= Online Writing Lab =

Website offering resources on writing

An Online Writing Lab (OWL) is often an extension of a university writing center. Online writing labs offer help to students and other writers by providing literacy materials, such as handouts and slide presentations. Writers may also submit questions electronically for feedback. Many OWLs are open to people unaffiliated with the specific institution. Online writing labs are a way for distance learners to access learning resources remotely.

== OWL services ==
There are two types of services online writing labs provide: educational resources and online tutoring. Purdue University, in West Lafayette, Indiana, has its OWL freely available online to all.
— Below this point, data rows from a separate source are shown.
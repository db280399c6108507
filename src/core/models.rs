//! Input data models: raw events, channel directory and flow rules.
//!
//! These are owned by the caller and only read by the pipeline.

use serde::{Deserialize, Serialize};

use crate::parsing::encode_payload;

/// Which side of the conversation produced an event.
#[derive(Debug, Clone, Copy, PartialEq, Eq, Hash, Serialize, Deserialize)]
pub enum EventSource {
    /// A person typing into the channel
    #[serde(rename = "user", alias = "human")]
    Human,
    /// The bot answering
    #[serde(rename = "bot", alias = "automation")]
    Automation,
}

impl EventSource {
    /// Returns the wire name (`user` / `bot`).
    pub fn as_str(self) -> &'static str {
        match self {
            EventSource::Human => "user",
            EventSource::Automation => "bot",
        }
    }
}

impl std::fmt::Display for EventSource {
    fn fmt(&self, f: &mut std::fmt::Formatter<'_>) -> std::fmt::Result {
        f.write_str(self.as_str())
    }
}

/// One raw conversation event as read from the ingestion table.
#[derive(Debug, Clone, PartialEq, Eq, Serialize, Deserialize)]
pub struct RawEvent {
    pub channel_id: String,

    /// Epoch milliseconds
    #[serde(rename = "timestamp", alias = "timestamp_ms")]
    pub timestamp_ms: i64,

    pub source: EventSource,

    #[serde(default)]
    pub interact_with: String,

    /// Base64-encoded UTF-8 JSON body
    #[serde(rename = "message", alias = "encoded_payload")]
    pub encoded_payload: String,

    /// Set on bot events; user events are resolved through the directory.
    #[serde(default, skip_serializing_if = "Option::is_none")]
    pub channel_type: Option<String>,
}

impl RawEvent {
    /// Creates an event from an already-encoded payload.
    pub fn new(
        channel_id: impl Into<String>,
        timestamp_ms: i64,
        source: EventSource,
        encoded_payload: impl Into<String>,
    ) -> Self {
        Self {
            channel_id: channel_id.into(),
            timestamp_ms,
            source,
            interact_with: String::new(),
            encoded_payload: encoded_payload.into(),
            channel_type: None,
        }
    }

    /// Creates an event by base64-encoding a plain JSON body.
    pub fn from_payload(
        channel_id: impl Into<String>,
        timestamp_ms: i64,
        source: EventSource,
        payload: &str,
    ) -> Self {
        Self::new(channel_id, timestamp_ms, source, encode_payload(payload))
    }

    /// Builder-style method to set the counterpart of the conversation.
    #[must_use]
    pub fn with_interact_with(mut self, interact_with: impl Into<String>) -> Self {
        self.interact_with = interact_with.into();
        self
    }

    /// Builder-style method to set the channel type.
    #[must_use]
    pub fn with_channel_type(mut self, channel_type: impl Into<String>) -> Self {
        self.channel_type = Some(channel_type.into());
        self
    }

    pub fn is_from_human(&self) -> bool {
        self.source == EventSource::Human
    }
}

/// A `{channel_id, channel_type}` pair.
#[derive(Debug, Clone, PartialEq, Eq, Hash, Serialize, Deserialize)]
pub struct ChannelDescriptor {
    pub channel_id: String,
    pub channel_type: String,
}

impl ChannelDescriptor {
    pub fn new(channel_id: impl Into<String>, channel_type: impl Into<String>) -> Self {
        Self {
            channel_id: channel_id.into(),
            channel_type: channel_type.into(),
        }
    }
}

/// Read-only channel lookup table.
///
/// Lookups return the first descriptor with a matching id.
#[derive(Debug, Clone, Default, PartialEq, Eq, Serialize, Deserialize)]
#[serde(transparent)]
pub struct ChannelDirectory {
    channels: Vec<ChannelDescriptor>,
}

impl ChannelDirectory {
    pub fn new(channels: Vec<ChannelDescriptor>) -> Self {
        Self { channels }
    }

    /// Returns the channel type registered for `channel_id`.
    pub fn resolve(&self, channel_id: &str) -> Option<&str> {
        self.channels
            .iter()
            .find(|ch| ch.channel_id == channel_id)
            .map(|ch| ch.channel_type.as_str())
    }

    pub fn iter(&self) -> impl Iterator<Item = &ChannelDescriptor> {
        self.channels.iter()
    }

    pub fn len(&self) -> usize {
        self.channels.len()
    }

    pub fn is_empty(&self) -> bool {
        self.channels.is_empty()
    }
}

impl FromIterator<ChannelDescriptor> for ChannelDirectory {
    fn from_iter<I: IntoIterator<Item = ChannelDescriptor>>(iter: I) -> Self {
        Self::new(iter.into_iter().collect())
    }
}

/// A named flow and the ordered patterns that detect it.
#[derive(Debug, Clone, PartialEq, Eq, Serialize, Deserialize)]
pub struct FlowRule {
    #[serde(rename = "flow", alias = "flow_name")]
    pub flow_name: String,
    pub regexes: Vec<String>,
}

impl FlowRule {
    pub fn new<I, S>(flow_name: impl Into<String>, regexes: I) -> Self
    where
        I: IntoIterator<Item = S>,
        S: Into<String>,
    {
        Self {
            flow_name: flow_name.into(),
            regexes: regexes.into_iter().map(Into::into).collect(),
        }
    }
}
Its resources includes handouts, specific subject information, resources geared towards students in grades 7–12, and citation formatting help with MLA, APA and other forms. Online tutoring can be asynchronous, as with email, or synchronous, as with a phone or video call.

==OWL history==
In 1976, the Department of English at Purdue University asked Muriel "Mickey" Harris to establish a writing lab, a campus-based service designed to assist learners in their rhetorical writing processes. Harris began the writing lab by collaborating with a team of graduate assistants, who worked one-to-one with student writers, often authoring handouts to reinforce lessons in the writing lab. Harris and the tutors sent paper copies of their materials to individuals beyond Purdue University who had contacted the writing lab, requesting information on writing, citation, or research; these resources later became available electronically, including through email requests in 1993. Purdue discontinued their email service, OWL Mail, in 2016. Harris and the Purdue Writing Lab launched its OWL on the web, in 1995, then among the first OWLs on the Internet. Having made its library of resources available electronically, the Purdue OWL became accessible to millions of users worldwide.